So when we think about PMFs and any probabilities with random variables, we’re using a bit of shorthand. It’s not immediately obvious that $X = x$ is an event, so let’s translate (again, remember $x$ is just a fixed number. I could just as easily use $y$ or $a$ as a variable, or $0$ or $1.5$ or $-17$ if I want a specific value): \begin{align} P(X = x) = P(\{\omega \in S : X(\omega) = x\}) \end{align} That set, $\{\omega \in S : X(\omega) = x\}$, is a subset of the sample space and thus is definitely an event. We can take a probability of that. Note that there can be multiple outcomes in this subset, which is the same as saying that $X$ is not injective.

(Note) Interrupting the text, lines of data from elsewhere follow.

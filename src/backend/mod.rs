//! Backend abstraction layer for the trivia catalog API.
//!
//! This module defines the interface every catalog backend implements, along
//! with the common error type. The UI only ever talks to a `TriviaBackend`.

use async_trait::async_trait;

use crate::trivia::{Category, Draft, QuestionId, QuestionPage, QuestionQuery};

pub mod factory;
pub mod http;

pub use factory::create_backend;
pub use http::HttpBackend;

/// Common error types for backend operations.
///
/// The UI does not distinguish between kinds; every variant is reported to
/// the user as a failed request.
#[derive(Debug, thiserror::Error)]
pub enum BackendError {
    #[error("Network error: {0}")]
    Network(String),

    #[error("Server responded with status {0}")]
    Status(u16),

    #[error("Invalid data: {0}")]
    InvalidData(String),

    #[error("Backend error: {0}")]
    Other(String),
}

/// Backend trait that every trivia catalog backend must implement.
#[async_trait]
pub trait TriviaBackend: Send + Sync {
    /// Returns the backend type identifier (e.g., "http").
    fn backend_type(&self) -> &str;

    /// Fetch every category, ordered by id.
    async fn fetch_categories(&self) -> Result<Vec<Category>, BackendError>;

    /// Fetch the questions matching `query`.
    async fn fetch_questions(&self, query: &QuestionQuery) -> Result<QuestionPage, BackendError>;

    async fn delete_question(&self, id: QuestionId) -> Result<(), BackendError>;

    /// Store a new question built from the form draft.
    async fn create_question(&self, draft: &Draft) -> Result<(), BackendError>;
}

So when we start talking about fancier random varibles - like $X^2$ - we can still dissect the probabilities \begin{align} P(X^2 = y) &= P(\{\omega \in S : X^2(\omega) = y\})\\ &= P(\{\omega \in S : X(\omega) = \sqrt{y} \text{ or } X(\omega) = -\sqrt{y}\})\\ &= P((X = \sqrt{y}) \cup (X = -\sqrt{y}))\\ &= P(X = \sqrt{y}) + P(X = -\sqrt{y}), \end{align} assuming $y$ is positive and splitting up the probability in the last step because the two events are disjoint (a random variable can’t equal two different values at the same time).
The support can also now be redefined as the function - basically, the support is $\{x \in \mathbb{R} : \text{ there exists } \omega \in S \text{ such that } X(\omega) = x\}$.
3. Distributions
A distribution is a type of random variable. I think this makes the most sense through example. For discrete distributions (which correspond to discrete random variables), we usually motivate them with a story and maybe some counting. Stories are extremely important and should be internalized, not just the PMFs.
3.1 Bernoulli Distribution
You perform an experiment that consists of $1$ trial, where the possible outcomes are success or failure. There is a probability $p$ of success and probability $q = 1-p$ of failure. This is summarized by a random variable $X$, where $X = 1$ if the trial is a success and $X = 0$ if it is a failure. We then say $X$ is distributed Bernoulli with parameter $p$, or in notation, $X \sim \mathrm{Bern}(p)$.
The PMF is $$ P(X = x) = \begin{cases} p & x = 1\\ q & x = 0\\ 0 & \text{else} \end{cases} $$
For a concrete example, a rigged coin toss has a probability $p = 0.7$ of landing heads (success) and probability $q = 0.3$ of landing tails (failure). If $X = 1$ when the coin lands heads and $X = 0$ when it lands tails, then $X \sim \mathrm{Bern}(0.7)$.
Note that you CANNOT set a random variable equal to a distribution. You have to use the $\sim$ symbol and say “distributed as.”
3.2 Binomial Distribution
You perform an experiment with $n$, independent Bernoulli trials, each of which is a success with the same probability $p$. Then the random variable $Y$, the number of successful trials, is distributed Binomial with $n$ trials and success probability $p$. In notation, $Y \sim \mathrm{Bin}(n, p)$.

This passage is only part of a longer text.